Stamp grading combines several factors — centering, margins, gum, perforations, and cancels — into a single grade from Poor to Superb. This reference explains each grade and includes a centering-ratio calculator that turns your measured margins into a centering grade.
How it works
Centering is judged by comparing opposite margins. On each axis, take the narrower margin as a share of the total of the two opposite margins:
horizontal balance = min(left,right) / (left + right) × 100
vertical balance = min(top,bottom) / (top + bottom) × 100
centering grade = driven by the worse of the two balances
A balance near 50% is perfectly centered. The grade tiers are roughly: Superb 48-50, XF 40-47, VF 30-39, Fine 20-29, and below 20 is Average or worse.
Example and notes
A stamp with left/right margins of 1.0 mm and 1.4 mm has a horizontal balance of
1.0 / 2.4 ≈ 42%, which sits in the Extremely Fine band.

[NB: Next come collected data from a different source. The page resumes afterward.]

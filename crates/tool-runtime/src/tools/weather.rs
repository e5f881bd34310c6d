use async_trait::async_trait;
use serde_json::{json, Value};

use super::open_meteo::{describe_weather_code, OpenMeteoClient};
use crate::tool::{Tool, ToolContext, ToolDefinition, ToolError};

/// Current weather for a city.
pub struct WeatherTool {
    client: OpenMeteoClient,
}

impl WeatherTool {
    pub fn new(client: OpenMeteoClient) -> Self {
        Self { client }
    }
}

#[async_trait]
impl Tool for WeatherTool {
    fn definition(&self) -> ToolDefinition {
        ToolDefinition {
            name: "get_weather".to_string(),
            description: "Get the current weather for a city.".to_string(),
            input_schema: json!({
                "type": "object",
                "properties": {
                    "city": {
                        "type": "string",
                        "minLength": 1,
                        "description": "City name, e.g. 'Berlin'"
                    }
                },
                "required": ["city"]
            }),
        }
    }

    async fn execute(&self, input: Value, _context: &ToolContext) -> Result<Value, ToolError> {
        let city = input
            .get("city")
            .and_then(Value::as_str)
            .ok_or_else(|| ToolError::InvalidInput("missing 'city' field".to_string()))?;

        let place = self.client.geocode(city).await?;
        let forecast = self.client.forecast(&place, true).await?;
        let current = forecast.current.ok_or_else(|| {
            ToolError::ExecutionFailed("Weather service returned no current conditions".to_string())
        })?;

        Ok(json!({
            "city": place.name,
            "country": place.country,
            "temperature_c": current.temperature_2m,
            "wind_speed_kmh": current.wind_speed_10m,
            "conditions": describe_weather_code(current.weather_code),
        }))
    }
}
use anyhow::{Context, Result};
use dchat_core::Config;
use dchat_tool_runtime::{ApprovalPolicy, PolicyLevel};
use serde::{Deserialize, Serialize};
use std::collections::HashMap;
use std::path::PathBuf;
use tracing::{debug, warn};

use crate::cli::CliArgs;

/// CLI configuration loaded from TOML file.
#[derive(Debug, Clone, Serialize, Deserialize)]
pub struct CliConfig {
    /// Model used when neither `--model` nor the environment picks one
    #[serde(default)]
    pub default_model: Option<String>,

    /// API key used when neither `--api-key` nor `ANTHROPIC_API_KEY` is set
    #[serde(default)]
    pub api_key: Option<String>,

    #[serde(default)]
    pub system_prompt: Option<String>,

    #[serde(default)]
    pub max_steps: Option<u32>,

    /// Seconds before an unanswered approval request is rejected (0 = never)
    #[serde(default)]
    pub approval_timeout_secs: Option<u64>,

    /// Level for tools without an entry in `tool_permissions`
    #[serde(default = "default_permission")]
    pub default_permission: String,

    /// Tool permission overrides (tool_name or prefix* -> "auto" | "confirm" | "never" | "deny")
    #[serde(default)]
    pub tool_permissions: HashMap<String, String>,
}

fn default_permission() -> String {
    "auto".to_string()
}

impl Default for CliConfig {
    fn default() -> Self {
        Self {
            default_model: None,
            api_key: None,
            system_prompt: None,
            max_steps: None,
            approval_timeout_secs: None,
            default_permission: default_permission(),
            tool_permissions: HashMap::new(),
        }
    }
}

fn parse_level(tool: &str, level: &str) -> PolicyLevel {
    PolicyLevel::parse(level).unwrap_or_else(|| {
        warn!(
            tool = %tool,
            level = %level,
            "Unknown permission level, defaulting to confirm"
        );
        PolicyLevel::Confirm
    })
}

impl CliConfig {
    /// Return the default config directory path: ~/.config/dchat/
    pub fn default_config_dir() -> Result<PathBuf> {
        let config_dir = dirs::config_dir()
            .context("could not determine user config directory")?
            .join("dchat");
        Ok(config_dir)
    }

    pub fn default_config_path() -> Result<PathBuf> {
        Ok(Self::default_config_dir()?.join("config.toml"))
    }

    /// Load config from the given path, or the default path.
    /// A missing file is created with the defaults.
    pub fn load(path: Option<&str>) -> Result<Self> {
        let config_path = match path {
            Some(p) => PathBuf::from(p),
            None => Self::default_config_path()?,
        };

        if config_path.exists() {
            debug!(?config_path, "Loading config");
            let content = std::fs::read_to_string(&config_path)
                .with_context(|| format!("failed to read config: {}", config_path.display()))?;
            let config: Self = toml::from_str(&content)
                .with_context(|| format!("failed to parse config: {}", config_path.display()))?;
            Ok(config)
        } else {
            debug!(?config_path, "Config file not found, using defaults");
            let config = Self::default();
            if let Some(parent) = config_path.parent() {
                std::fs::create_dir_all(parent).ok();
            }
            let toml_str =
                toml::to_string_pretty(&config).context("failed to serialize default config")?;
            std::fs::write(&config_path, toml_str).ok();
            Ok(config)
        }
    }

    /// Build the operator policy from `default_permission` and `tool_permissions`.
    pub fn approval_policy(&self) -> ApprovalPolicy {
        let mut policy = ApprovalPolicy::new();
        policy.default = parse_level("*", &self.default_permission);
        for (tool_name, level) in &self.tool_permissions {
            policy = policy.with_rule(tool_name.clone(), parse_level(tool_name, level));
        }
        policy
    }

    /// Layer this file and the command line over the environment config.
    /// Flags win over the file. The file fills in the API key only when the
    /// environment has none; the model and agent limits from the file
    /// replace the built-in defaults.
    pub fn apply(&self, config: &mut Config, args: &CliArgs) {
        if let Some(key) = args.api_key.clone() {
            config.llm.anthropic_api_key = Some(key);
        } else if config.llm.anthropic_api_key.is_none() {
            config.llm.anthropic_api_key = self.api_key.clone();
        }

        if let Some(model) = args.model.clone().or_else(|| self.default_model.clone()) {
            config.llm.anthropic_model = model;
        }
        if let Some(max) = args.max_steps.or(self.max_steps) {
            config.agent.max_steps = max;
        }
        if let Some(secs) = args.approval_timeout.or(self.approval_timeout_secs) {
            config.agent.approval_timeout_secs = secs;
        }
        if let Some(prompt) = args.system_prompt.clone().or_else(|| self.system_prompt.clone()) {
            config.agent.system_prompt = Some(prompt);
        }
    }

    /// Return the sessions directory path.
    pub fn sessions_dir() -> Result<PathBuf> {
        Ok(Self::default_config_dir()?.join("sessions"))
    }

    /// Ensure the sessions directory exists.
    pub fn ensure_sessions_dir() -> Result<PathBuf> {
        let dir = Self::sessions_dir()?;
        std::fs::create_dir_all(&dir)
            .with_context(|| format!("failed to create sessions dir: {}", dir.display()))?;
        Ok(dir)
    }
}

#[cfg(test)]
mod tests {
    use super::*;
    use clap::Parser;

    fn env_config() -> Config {
        let mut config = Config::for_profile("");
        config.llm.anthropic_api_key = None;
        config.llm.anthropic_model = "env-model".to_string();
        config.agent.max_steps = 5;
        config.agent.system_prompt = None;
        config
    }

    #[test]
    fn test_default_config() {
        let config = CliConfig::default();
        assert_eq!(config.default_permission, "auto");
        assert!(config.tool_permissions.is_empty());
    }

    #[test]
    fn test_approval_policy_from_permissions() {
        let config: CliConfig = toml::from_str(
            r#"
            default_permission = "confirm"

            [tool_permissions]
            calculate = "auto"
            "get_*" = "never"
            danger = "deny"
            typo = "sometimes"
            "#,
        )
        .unwrap();
        let policy = config.approval_policy();
        assert_eq!(policy.level_for("calculate"), PolicyLevel::Auto);
        assert_eq!(policy.level_for("get_weather"), PolicyLevel::Never);
        assert_eq!(policy.level_for("danger"), PolicyLevel::Deny);
        assert_eq!(policy.level_for("typo"), PolicyLevel::Confirm);
        assert_eq!(policy.level_for("other"), PolicyLevel::Confirm);
    }

    #[test]
    fn test_flags_override_file() {
        let file = CliConfig {
            default_model: Some("file-model".to_string()),
            max_steps: Some(8),
            ..CliConfig::default()
        };
        let args = CliArgs::parse_from(["dchat", "--model", "flag-model"]);
        let mut config = env_config();
        file.apply(&mut config, &args);
        assert_eq!(config.llm.anthropic_model, "flag-model");
        assert_eq!(config.agent.max_steps, 8);
    }

    #[test]
    fn test_api_key_precedence() {
        let file = CliConfig {
            api_key: Some("file-key".to_string()),
            ..CliConfig::default()
        };
        let no_flags = CliArgs::parse_from(["dchat"]);

        let mut config = env_config();
        file.apply(&mut config, &no_flags);
        assert_eq!(config.llm.anthropic_api_key.as_deref(), Some("file-key"));

        let mut config = env_config();
        config.llm.anthropic_api_key = Some("env-key".to_string());
        file.apply(&mut config, &no_flags);
        assert_eq!(config.llm.anthropic_api_key.as_deref(), Some("env-key"));

        let mut config = env_config();
        file.apply(&mut config, &CliArgs::parse_from(["dchat", "--api-key", "cli-key"]));
        assert_eq!(config.llm.anthropic_api_key.as_deref(), Some("cli-key"));
    }

    #[test]
    fn test_load_creates_default_file() {
        let dir = tempfile::tempdir().unwrap();
        let path = dir.path().join("nested").join("config.toml");
        let config = CliConfig::load(path.to_str()).unwrap();
        assert_eq!(config.default_permission, "auto");
        assert!(path.exists());

        let reloaded = CliConfig::load(path.to_str()).unwrap();
        assert_eq!(reloaded.default_permission, "auto");
    }
}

If its vertical margins
were 0.6 mm and 1.4 mm, the vertical balance is 0.6 / 2.0 = 30%, only Very Fine,
and the overall centering grade follows the worse axis. Remember centering is one
factor: a perfectly centered stamp with disturbed gum or a heavy cancel still
grades down. Major societies such as PSE and PF certify grades on a 70-point
numeric scale layered on top of these descriptive tiers.